Source data Block Start
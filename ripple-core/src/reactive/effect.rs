//! Effect Implementation
//!
//! An Effect is a computation that reruns whenever a wrapped property it read
//! is mutated.
//!
//! # How Effects Work
//!
//! 1. When created, the effect runs immediately (unless it is lazy) so its
//!    reads can be tracked.
//!
//! 2. While it runs, the effect sits on top of the engine's active-effect
//!    stack. Every read through a mutable wrapper records the effect as a
//!    dependent of that property.
//!
//! 3. When one of those properties is written, the engine reruns the effect
//!    synchronously, before the write returns.
//!
//! # Lifetime
//!
//! The engine only holds weak references to effects. An effect keeps running
//! for as long as some [`Effect`] handle to it is alive; dropping the last
//! handle silently retires it. [`Effect::dispose`] retires it explicitly and
//! removes it from every dependency set it was recorded in.
//!
//! Dependencies are never cleared between runs: an edge recorded by an
//! earlier run keeps triggering the effect even if later runs stop reading
//! that property.

use std::cell::{Cell, RefCell};
use std::fmt;
use std::rc::Rc;
use std::sync::atomic::{AtomicU64, Ordering};

use serde::{Deserialize, Serialize};
use smallvec::SmallVec;

use super::context::ActiveEffectGuard;
use super::runtime::Engine;
use crate::data::{Key, TargetId};

/// Counter for generating unique effect IDs.
static EFFECT_ID_COUNTER: AtomicU64 = AtomicU64::new(0);

/// Unique, monotonically increasing identifier of an effect.
///
/// Ids order effects by creation. The tracking logic itself never looks at
/// them beyond equality.
#[derive(Debug, Clone, Copy, PartialEq, Eq, Hash, PartialOrd, Ord)]
pub struct EffectId(u64);

impl EffectId {
    fn next() -> Self {
        Self(EFFECT_ID_COUNTER.fetch_add(1, Ordering::Relaxed))
    }

    /// Get the raw ID value.
    pub fn raw(&self) -> u64 {
        self.0
    }
}

/// Options accepted by [`Engine::effect`].
#[derive(Debug, Clone, Copy, Default, PartialEq, Eq, Serialize, Deserialize)]
#[serde(default)]
pub struct EffectOptions {
    /// Do not run the effect on creation.
    pub lazy: bool,
}

impl EffectOptions {
    /// Options for an effect that only runs when called or triggered.
    pub fn lazy() -> Self {
        Self { lazy: true }
    }
}

/// A dependency edge recorded by an effect.
#[derive(Debug, Clone, PartialEq, Eq)]
pub(crate) struct DepEdge {
    pub(crate) target: TargetId,
    pub(crate) key: Key,
}

pub(crate) struct EffectInner {
    id: EffectId,
    options: EffectOptions,
    engine: Engine,
    computation: Box<dyn Fn()>,
    /// Every (target, key) pair this effect has been added to.
    deps: RefCell<SmallVec<[DepEdge; 4]>>,
    disposed: Cell<bool>,
    run_count: Cell<usize>,
}

impl EffectInner {
    pub(crate) fn id(&self) -> EffectId {
        self.id
    }

    pub(crate) fn record_dep(&self, target: TargetId, key: Key) {
        self.deps.borrow_mut().push(DepEdge { target, key });
    }

    /// Run the computation as the active effect.
    pub(crate) fn run(self: &Rc<Self>) {
        if self.disposed.get() {
            return;
        }

        let _active = ActiveEffectGuard::enter(self.engine.active_stack(), Rc::clone(self));
        (self.computation)();

        self.run_count.set(self.run_count.get() + 1);
    }
}

/// Handle to a reactive effect.
///
/// Cloning the handle shares the effect. The effect stays registered while
/// any handle is alive.
///
/// # Example
///
/// ```rust
/// use ripple_core::{EffectOptions, Engine};
/// use serde_json::json;
///
/// let engine = Engine::new();
/// let state = engine.reactive(json!({ "count": 0 })).into_observed().unwrap();
///
/// let reader = state.clone();
/// let effect = engine.effect(
///     move || println!("count = {}", reader.get("count")),
///     EffectOptions::default(),
/// );
///
/// state.set("count", 5).unwrap(); // prints "count = 5"
/// assert_eq!(effect.run_count(), 2);
/// ```
#[derive(Clone)]
#[must_use = "an effect stops running once every handle to it is dropped"]
pub struct Effect {
    inner: Rc<EffectInner>,
}

impl Effect {
    pub(crate) fn new(engine: Engine, computation: Box<dyn Fn()>, options: EffectOptions) -> Self {
        Self {
            inner: Rc::new(EffectInner {
                id: EffectId::next(),
                options,
                engine,
                computation,
                deps: RefCell::new(SmallVec::new()),
                disposed: Cell::new(false),
                run_count: Cell::new(0),
            }),
        }
    }

    pub(crate) fn inner(&self) -> &Rc<EffectInner> {
        &self.inner
    }

    /// Get the effect's unique ID.
    pub fn id(&self) -> EffectId {
        self.inner.id
    }

    /// The options the effect was created with.
    pub fn options(&self) -> EffectOptions {
        self.inner.options
    }

    /// Run the effect now, tracking its reads.
    ///
    /// The computation returns nothing, because triggered reruns have no
    /// caller to hand a result to. Effects that produce a value write it into
    /// state they capture (a `Cell`, or another wrapper), which is how a
    /// lazy effect backs a derived value: run it on demand, then read what
    /// it stored.
    ///
    /// A panic inside the computation propagates to the caller after the
    /// active-effect stack has been restored.
    pub fn run(&self) {
        self.inner.run();
    }

    /// Retire the effect and remove it from every dependency set.
    ///
    /// After disposal the effect never runs again, whether triggered or
    /// called directly.
    pub fn dispose(&self) {
        if self.inner.disposed.replace(true) {
            return;
        }
        let edges = std::mem::take(&mut *self.inner.deps.borrow_mut());
        self.inner.engine.untrack(self.inner.id, &edges);
    }

    /// Check if the effect has been disposed.
    pub fn is_disposed(&self) -> bool {
        self.inner.disposed.get()
    }

    /// Number of completed runs.
    pub fn run_count(&self) -> usize {
        self.inner.run_count.get()
    }

    /// Number of (target, key) edges the effect has recorded.
    pub fn dependency_count(&self) -> usize {
        self.inner.deps.borrow().len()
    }
}

impl PartialEq for Effect {
    fn eq(&self, other: &Self) -> bool {
        Rc::ptr_eq(&self.inner, &other.inner)
    }
}

impl Eq for Effect {}

impl fmt::Debug for Effect {
    fn fmt(&self, f: &mut fmt::Formatter<'_>) -> fmt::Result {
        f.debug_struct("Effect")
            .field("id", &self.inner.id)
            .field("lazy", &self.inner.options.lazy)
            .field("run_count", &self.run_count())
            .field("dependency_count", &self.dependency_count())
            .field("disposed", &self.is_disposed())
            .finish()
    }
}

// ----------------------------------------------------------------------------
// Tests
// ----------------------------------------------------------------------------

#[cfg(test)]
mod tests {
    use super::*;
    use serde_json::json;

    fn counter() -> (Rc<Cell<i32>>, impl Fn() + 'static) {
        let count = Rc::new(Cell::new(0));
        let count_clone = count.clone();
        (count, move || count_clone.set(count_clone.get() + 1))
    }

    #[test]
    fn lazy_effect_hands_results_through_captured_state() {
        let engine = Engine::new();
        let state = engine.reactive(json!({"a": 2})).into_observed().unwrap();
        let doubled = Rc::new(Cell::new(None));

        let sink = doubled.clone();
        let reader = state.clone();
        let effect = engine.effect(
            move || sink.set(reader.get("a").as_number().map(|n| n * 2.0)),
            EffectOptions::lazy(),
        );
        assert_eq!(doubled.get(), None);

        effect.run();
        assert_eq!(doubled.get(), Some(4.0));

        state.set("a", 5).unwrap();
        assert_eq!(doubled.get(), Some(10.0));
    }

    #[test]
    fn effect_runs_on_creation() {
        let engine = Engine::new();
        let (count, bump) = counter();

        let effect = engine.effect(bump, EffectOptions::default());

        assert_eq!(count.get(), 1);
        assert_eq!(effect.run_count(), 1);
    }

    #[test]
    fn effect_lazy_does_not_run_on_creation() {
        let engine = Engine::new();
        let (count, bump) = counter();

        let effect = engine.effect(bump, EffectOptions::lazy());

        assert_eq!(count.get(), 0);
        assert_eq!(effect.run_count(), 0);
        assert!(effect.options().lazy);

        effect.run();
        assert_eq!(count.get(), 1);
        assert_eq!(effect.run_count(), 1);
    }

    #[test]
    fn effect_ids_increase() {
        let engine = Engine::new();
        let first = engine.effect(|| {}, EffectOptions::lazy());
        let second = engine.effect(|| {}, EffectOptions::lazy());

        assert!(second.id() > first.id());
    }

    #[test]
    fn effect_does_not_run_after_disposal() {
        let engine = Engine::new();
        let (count, bump) = counter();

        let effect = engine.effect(bump, EffectOptions::default());
        effect.dispose();
        assert!(effect.is_disposed());

        effect.run();
        assert_eq!(count.get(), 1);
    }

    #[test]
    fn dispose_removes_recorded_edges() {
        let engine = Engine::new();
        let state = engine.reactive(json!({"a": 1, "b": 2})).into_observed().unwrap();
        let target = state.to_raw();

        let reader = state.clone();
        let effect = engine.effect(
            move || {
                reader.get("a");
                reader.get("b");
                reader.get("a");
            },
            EffectOptions::default(),
        );
        assert_eq!(effect.dependency_count(), 2);
        assert_eq!(engine.dependent_count(&target, "a"), 1);

        effect.dispose();
        assert_eq!(effect.dependency_count(), 0);
        assert_eq!(engine.dependent_count(&target, "a"), 0);
        assert_eq!(engine.dependent_count(&target, "b"), 0);
    }

    #[test]
    fn effect_clone_shares_state() {
        let engine = Engine::new();
        let effect1 = engine.effect(|| {}, EffectOptions::default());
        let effect2 = effect1.clone();

        assert_eq!(effect1, effect2);
        effect1.run();
        assert_eq!(effect2.run_count(), 2);

        effect2.dispose();
        assert!(effect1.is_disposed());
    }

    #[test]
    fn options_deserialize_with_defaults() {
        let options: EffectOptions = serde_json::from_str("{}").unwrap();
        assert!(!options.lazy);
        let options: EffectOptions = serde_json::from_str(r#"{"lazy": true}"#).unwrap();
        assert_eq!(options, EffectOptions::lazy());
    }
}
//! Active Effect Context
//!
//! The active-effect stack records which effect is currently running. This
//! enables automatic dependency tracking: when a wrapped property is read,
//! the engine registers the effect on top of the stack as a dependent.
//!
//! # Implementation
//!
//! Each engine owns one stack. Running an effect pushes it; the returned
//! guard pops it when dropped, so the previous effect (or none) becomes
//! current again even if the computation panics. Nesting is unbounded: an
//! effect created or triggered inside another simply sits above it.

use std::cell::{Cell, RefCell};
use std::rc::Rc;

use super::effect::{EffectId, EffectInner};

/// Stack of running effects. The top entry is the active effect.
#[derive(Default)]
pub(crate) struct ActiveEffectStack {
    stack: RefCell<Vec<Rc<EffectInner>>>,
}

impl ActiveEffectStack {
    /// The effect currently running, if any.
    pub(crate) fn current(&self) -> Option<Rc<EffectInner>> {
        self.stack.borrow().last().cloned()
    }

    pub(crate) fn current_id(&self) -> Option<EffectId> {
        self.stack.borrow().last().map(|effect| effect.id())
    }

    pub(crate) fn depth(&self) -> usize {
        self.stack.borrow().len()
    }
}

/// Guard that pops the active effect when dropped.
pub(crate) struct ActiveEffectGuard<'a> {
    stack: &'a ActiveEffectStack,
    effect_id: EffectId,
}

impl<'a> ActiveEffectGuard<'a> {
    /// Make `effect` the active effect until the guard is dropped.
    pub(crate) fn enter(stack: &'a ActiveEffectStack, effect: Rc<EffectInner>) -> Self {
        let effect_id = effect.id();
        stack.stack.borrow_mut().push(effect);
        Self { stack, effect_id }
    }
}

impl Drop for ActiveEffectGuard<'_> {
    fn drop(&mut self) {
        let popped = self.stack.stack.borrow_mut().pop();

        // Verify we're popping the right effect.
        if let Some(effect) = popped {
            debug_assert_eq!(
                effect.id(),
                self.effect_id,
                "active effect mismatch: expected {:?}, got {:?}",
                self.effect_id,
                effect.id()
            );
        }
    }
}

/// Counts nested triggers and releases its level when dropped.
pub(crate) struct TriggerDepthGuard<'a> {
    depth: &'a Cell<usize>,
}

impl<'a> TriggerDepthGuard<'a> {
    /// Enter one trigger level, or return `None` if `limit` levels are
    /// already active.
    pub(crate) fn enter(depth: &'a Cell<usize>, limit: Option<usize>) -> Option<Self> {
        let current = depth.get();
        if limit.is_some_and(|limit| current >= limit) {
            return None;
        }
        depth.set(current + 1);
        Some(Self { depth })
    }
}

impl Drop for TriggerDepthGuard<'_> {
    fn drop(&mut self) {
        self.depth.set(self.depth.get() - 1);
    }
}
//! Reactive Core
//!
//! This module implements the tracking engine: effects, the dependency store,
//! the track/trigger protocol and the observation wrappers.
//!
//! # Concepts
//!
//! ## Effects
//!
//! An [`Effect`] wraps a computation. While it runs, every property it reads
//! through a mutable wrapper is recorded as one of its dependencies. Writing
//! one of those properties later reruns it, synchronously.
//!
//! ## Observation Wrappers
//!
//! An [`Observed`] wrapper stands in for a plain [`Target`](crate::Target).
//! Reads through it track, writes through it trigger. Wrappers come in four
//! [`Mode`]s: deep or shallow, mutable or readonly.
//!
//! ## Engines
//!
//! An [`Engine`] owns all bookkeeping: the dependency store, the active
//! effect stack and the wrapper caches. Engines are fully independent of
//! each other. The free functions ([`reactive()`], [`effect()`], ...) use a
//! per-thread default engine.
//!
//! # Implementation Notes
//!
//! Everything is single-threaded and synchronous. A trigger reruns its
//! effects before the write that caused it returns, so an effect that writes
//! recurses into further triggers. A configurable depth guard stops runaway
//! recursion; see [`EngineConfig`](crate::EngineConfig).

mod context;
mod deps;
mod effect;
mod global;
mod observed;
mod runtime;

pub use effect::{Effect, EffectId, EffectOptions};
pub use global::{default_engine, effect, reactive, readonly, shallow_reactive, shallow_readonly};
pub use observed::{Mode, Observed};
pub use runtime::{Engine, TrackOp, TriggerOp};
Source data Block End
• **Task instructions**:
From the records, copy out each line that includes the string "PartialEq".

• **Answer to the exercise**:
#[derive(Debug, Clone, Copy, PartialEq, Eq, Hash, PartialOrd, Ord)]
#[derive(Debug, Clone, Copy, Default, PartialEq, Eq, Serialize, Deserialize)]
#[derive(Debug, Clone, PartialEq, Eq)]
impl PartialEq for Effect {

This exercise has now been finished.